• **What to produce**
Tell how many lines in the records contain the word "path"; the number alone is the answer.

[Data excerpts]
——

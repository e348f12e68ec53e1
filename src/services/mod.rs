// src/services/mod.rs
pub mod auth;
pub mod download;
pub mod rate_limit;
pub mod search;

use std::collections::BTreeMap;

use chrono::NaiveDate;

use crate::error::PipelineError;
use crate::plot::PlotDescriptor;
use crate::processing::IndexResult;
use crate::quality::CloudMaskResult;
use crate::raster::{BandId, BandSet};

pub use auth::CopernicusAuth;
pub use download::ProcessApiDownload;
pub use rate_limit::{RateLimitPermit, RateLimiter};
pub use search::CopernicusSearch;

/// One available acquisition over the plot on one date.
#[derive(Debug, Clone, PartialEq)]
pub struct SceneRef {
    pub scene_id: String,
    /// Cloud coverage percent reported by the catalogue, not yet measured
    /// by our own masking.
    pub cloud_pct: f64,
}

/// Availability per acquisition date, chronologically ordered. Immutable
/// once cached.
pub type SearchResult = BTreeMap<NaiveDate, SceneRef>;

/// Supplies a currently-valid bearer token, refreshing internally.
pub trait TokenProvider: Send + Sync {
    fn bearer_token(&self) -> Result<String, PipelineError>;
}

/// Queries the imagery catalogue for scenes intersecting a plot.
pub trait ImagerySearch: Send + Sync {
    fn search(
        &self,
        ring: &[(f64, f64)],
        start: NaiveDate,
        end: NaiveDate,
        max_cloud_pct: f64,
    ) -> Result<SearchResult, PipelineError>;
}

/// Downloads the requested bands of one scene as an in-memory band set.
pub trait ImageryDownload: Send + Sync {
    fn fetch(
        &self,
        scene: &SceneRef,
        ring: &[(f64, f64)],
        date: NaiveDate,
        bands: &[BandId],
    ) -> Result<BandSet, PipelineError>;
}

/// Persists one date's index results plus metadata. The exact file layout
/// is the writer's concern; the pipeline only hands results over.
pub trait OutputWriter: Send + Sync {
    fn write(
        &self,
        plot: &PlotDescriptor,
        date: NaiveDate,
        results: &[IndexResult],
        quality: &CloudMaskResult,
        elapsed_secs: f64,
    ) -> Result<Option<std::path::PathBuf>, PipelineError>;
}
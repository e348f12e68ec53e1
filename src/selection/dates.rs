// src/selection/dates.rs
use std::collections::HashSet;

use chrono::NaiveDate;

use crate::services::SearchResult;

/// Tuning knobs for acquisition-date selection.
#[derive(Debug, Clone)]
pub struct DateSelectorParams {
    /// Candidates above this reported cloud coverage are discarded.
    pub max_cloud_pct: f64,
    /// Minimum days between two kept acquisitions.
    pub min_interval_days: i64,
    /// Half-width of the window around a growth-stage anchor.
    pub anchor_tolerance_days: i64,
    /// Whether growth-stage anchors may override the spacing rule.
    pub growth_stage_bias: bool,
}

impl Default for DateSelectorParams {
    fn default() -> Self {
        Self {
            max_cloud_pct: 20.0,
            min_interval_days: 7,
            anchor_tolerance_days: 3,
            growth_stage_bias: true,
        }
    }
}

/// Reduce the available acquisition dates to an agriculturally relevant
/// subset.
///
/// 1. Discard candidates above the cloud threshold.
/// 2. Walk chronologically, greedily keeping a candidate only when it is at
///    least `min_interval_days` after the last kept one. The earliest
///    survivor of step 1 is therefore always kept.
/// 3. With growth-stage bias enabled, the lowest-cloud candidate within
///    tolerance of each anchor date is kept even when spacing would drop
///    it; ties go to the earlier date.
///
/// An empty candidate list yields an empty selection; no dates are ever
/// fabricated.
pub fn select_dates(
    candidates: &SearchResult,
    anchors: &[NaiveDate],
    params: &DateSelectorParams,
) -> Vec<NaiveDate> {
    let filtered: Vec<(NaiveDate, f64)> = candidates
        .iter()
        .filter(|(_, scene)| scene.cloud_pct <= params.max_cloud_pct)
        .map(|(&date, scene)| (date, scene.cloud_pct))
        .collect();
    if filtered.is_empty() {
        return Vec::new();
    }

    let anchor_winners = if params.growth_stage_bias {
        anchor_favorites(&filtered, anchors, params.anchor_tolerance_days)
    } else {
        HashSet::new()
    };

    let mut selected = Vec::new();
    let mut last_kept: Option<NaiveDate> = None;
    for &(date, _) in &filtered {
        let spaced = match last_kept {
            None => true,
            Some(last) => (date - last).num_days() >= params.min_interval_days,
        };
        if spaced || anchor_winners.contains(&date) {
            selected.push(date);
            last_kept = Some(date);
        }
    }

    tracing::info!(
        "date selection: {} candidates -> {} kept",
        candidates.len(),
        selected.len()
    );
    selected
}

/// For each anchor, the clearest candidate within tolerance.
fn anchor_favorites(
    filtered: &[(NaiveDate, f64)],
    anchors: &[NaiveDate],
    tolerance_days: i64,
) -> HashSet<NaiveDate> {
    let mut winners = HashSet::new();
    for &anchor in anchors {
        let best = filtered
            .iter()
            .filter(|(date, _)| (*date - anchor).num_days().abs() <= tolerance_days)
            .min_by(|(da, ca), (db, cb)| {
                ca.partial_cmp(cb)
                    .unwrap_or(std::cmp::Ordering::Equal)
                    .then(da.cmp(db))
            });
        if let Some(&(date, _)) = best {
            winners.insert(date);
        }
    }
    winners
}
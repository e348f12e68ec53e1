// src/main.rs
use std::fs;
use std::path::Path;
use std::sync::Arc;
use std::time::Duration;

use anyhow::{Context, Result};
use clap::Parser;
use tracing_subscriber::EnvFilter;

use agro_scout::cli::{Cli, Commands};
use agro_scout::config::PipelineConfig;
use agro_scout::io::GeoTiffWriter;
use agro_scout::plot::parse_plots_json;
use agro_scout::processing::{AcquisitionScheduler, BandAlgebraEngine};
use agro_scout::quality::{QualityFilter, QualityThresholds};
use agro_scout::selection::{DateSelectorParams, SearchCache};
use agro_scout::services::{CopernicusAuth, CopernicusSearch, ProcessApiDownload, RateLimiter};
use agro_scout::store::InMemoryRecordStore;
use agro_scout::utils::retry::RetryPolicy;
use agro_scout::BatchCoordinator;

fn load_config(path: &Path) -> Result<PipelineConfig> {
    if path.exists() {
        PipelineConfig::from_file(path).context("loading configuration")
    } else if path == Path::new("config.json") {
        tracing::info!("no config.json found, using defaults");
        let mut config = PipelineConfig::default();
        config.auth.apply_env_overrides();
        Ok(config)
    } else {
        anyhow::bail!("configuration file {} does not exist", path.display());
    }
}

fn load_plots(path: &Path) -> Result<Vec<agro_scout::PlotDescriptor>> {
    let raw = fs::read_to_string(path)
        .with_context(|| format!("reading plots file {}", path.display()))?;
    let plots = parse_plots_json(&raw).context("parsing plots file")?;
    anyhow::ensure!(!plots.is_empty(), "plots file contains no plots");
    Ok(plots)
}

fn build_scheduler(config: &PipelineConfig) -> Result<AcquisitionScheduler> {
    let auth = Arc::new(CopernicusAuth::new(&config.api.token_url, &config.auth)?);
    let search = Arc::new(CopernicusSearch::new(&config.api.search_url, auth.clone())?);
    let download = Arc::new(ProcessApiDownload::new(
        &config.api.download_url,
        auth,
        config.processing.image_width,
        config.processing.image_height,
        config.quality.max_cloud_pct,
        config.api.download_timeout_secs,
    )?);
    let writer = Arc::new(GeoTiffWriter::new(&config.output.directory));
    let limiter = Arc::new(RateLimiter::new(
        config.limits.max_concurrent_calls,
        Duration::from_secs_f64(config.limits.request_delay_secs),
    ));
    let engine = BandAlgebraEngine::new(config.index_kinds());
    let quality = QualityFilter::new(QualityThresholds {
        max_cloud_pct: config.quality.max_cloud_pct,
        min_data_pct: config.quality.min_data_pct,
        opening_radius: config.quality.opening_radius,
        closing_radius: config.quality.closing_radius,
    });
    let selector = DateSelectorParams {
        max_cloud_pct: config.quality.max_cloud_pct,
        min_interval_days: config.selection.min_interval_days,
        anchor_tolerance_days: config.selection.anchor_tolerance_days,
        growth_stage_bias: config.selection.growth_stage_bias,
    };
    let retry = RetryPolicy {
        max_attempts: config.limits.max_retries.max(1),
        ..RetryPolicy::default()
    };

    Ok(AcquisitionScheduler::new(
        search,
        download,
        writer,
        Arc::new(InMemoryRecordStore::new()),
        Arc::new(SearchCache::new(config.selection.cache_ttl_hours)),
        limiter,
        engine,
        quality,
        selector,
        retry,
    ))
}

fn main() -> Result<()> {
    tracing_subscriber::fmt()
        .with_env_filter(EnvFilter::try_from_default_env().unwrap_or_else(|_| "info".into()))
        .init();

    let cli = Cli::parse();
    let mut config = load_config(&cli.config)?;
    if let Some(output) = &cli.output {
        config.output.directory = output.display().to_string();
    }

    match &cli.command {
        Commands::Run { plots } => {
            let plots = load_plots(plots)?;
            let scheduler = Arc::new(build_scheduler(&config)?);
            let coordinator = BatchCoordinator::new(scheduler, &config.limits);
            let summary = coordinator.run(&plots);
            println!(
                "Processed {} dates across {} plots ({} rejected, {} failed, {} skipped)",
                summary.dates_processed,
                summary.plots_attempted,
                summary.dates_rejected,
                summary.dates_failed,
                summary.dates_skipped
            );
            if summary.plots_failed > 0 {
                anyhow::bail!("{} plots failed", summary.plots_failed);
            }
        }
        Commands::Plan { plots } => {
            let plots = load_plots(plots)?;
            let scheduler = build_scheduler(&config)?;
            for plot in &plots {
                let dates = scheduler.plan(plot)?;
                println!("{}: {} dates selected", plot.id, dates.len());
                for date in dates {
                    println!("  {date}");
                }
            }
        }
    }

    Ok(())
}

——

• **Result**
10